Taliban has secret ties with Pakistan's Inter-Services Intelligence (ISI) who has open access to the terrorist group's leadership, according to a media report.
The revelations were made by a Taliban terrorist who attended the Qatar peace meeting last month. The terrorist, in a letter to media, said that the ISI has been involved in every step and was the decision-maker of the Taliban's office, reported Afghanistan Times.
"Another issue I have witnessed is that members of the office were spying for ISI against each other. In return for some scholarships and Pakistani ID cards, ISI has appointed the purest people of our frontier as its spy figures," the letter read.
On February 29, the US signed a peace deal with the Taliban in Doha after months of negotiations, aimed at ending the 18-year long war in Afghanistan. The agreement will pave the way for the US to withdraw all its troops from the Asian country within 14 months.

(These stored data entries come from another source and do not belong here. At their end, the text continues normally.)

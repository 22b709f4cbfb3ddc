use crate::config::MailConfig;
use sendgrid::SGClient;
use sendgrid::{Destination, Mail};
use tracing::{error, info, warn};

/// Sends account mails through SendGrid. Without an API key the mail is
/// only logged, which is what development and tests run with.
#[derive(Clone)]
pub struct Mailer {
    client: Option<SGClient>,
    from: String,
}

impl Mailer {
    pub fn new(config: &MailConfig) -> Self {
        let client = config.sendgrid_api_key.clone().map(SGClient::new);
        if client.is_none() {
            warn!("SendGrid API key not found. Account mails will be logged instead of sent.");
        }
        Self {
            client,
            from: config.from.clone(),
        }
    }

    pub async fn send_activation(&self, to: &str, link: &str) -> Result<(), String> {
        let body = format!(
            "Welcome to Videoflix!\n\nPlease confirm your e-mail address by opening this link:\n{link}\n"
        );
        self.send("activation", to, "Confirm your e-mail address", &body)
            .await
    }

    pub async fn send_password_reset(&self, to: &str, link: &str) -> Result<(), String> {
        let body = format!(
            "We received a request to reset your Videoflix password.\n\nChoose a new password here:\n{link}\n\nIf you did not ask for this, ignore this mail.\n"
        );
        self.send("password_reset", to, "Reset password", &body).await
    }

    async fn send(
        &self,
        kind: &'static str,
        to: &str,
        subject: &str,
        body: &str,
    ) -> Result<(), String> {
        let Some(client) = &self.client else {
            info!(kind, to, subject, body, "mail delivery mocked");
            return Ok(());
        };

        let mail = Mail::new()
            .add_to(Destination {
                address: to,
                name: to,
            })
            .add_from(&self.from)
            .add_subject(subject)
            .add_text(body);

        match client.send(mail).await {
            Ok(_) => {
                info!(kind, to, "mail sent");
                crate::metrics::increment_mails_sent(kind);
                Ok(())
            }
            Err(e) => {
                error!(kind, to, error = %e, "failed to send mail");
                crate::metrics::increment_mails_failed(kind);
                Err(e.to_string())
            }
        }
    }
}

The letter claimed that the peace deal was first supposed to be signed by Sher Mohammad Abbas Stanikzai, but the ISI replaced him with Baradar as a signatory.
"Amir Khan Mottaqi, who has a great influence on the ISI, is one of the main elements of ISI and is considered as the defender of the ISI. I arrived in Qatar one day before the peace deal was signed. We were on our way to an invitation party when Mullah Baradar received a phone call. I could hear the person on the phone telling him to tell the Qatar officials to invite ISI Generals, Faiz and Hassan to the ceremony," the letter said.
"Baradar then called the office, discussing the invitation of ISI Generals. The conversation lasted until the party began, where Baradar asked the Qatari officials about the invitation of the Generals. But the Qatari officials assured him that it had not been an intelligence meeting but a political meeting and that the presence of Shah Mehmood Qureshi, Pakistan Foreign Minister could attend on behalf of other officials from his country," it added.
The Afghan government has long blamed the Taliban as the proxy of the Pakistan deep state.
In 2018, Afghan President Ashraf Ghani had alleged that the "centre of Taliban terrorism is in Pakistan" and demanded that authorities in the neighbouring country "show some concrete action to rid their territory of insurgents".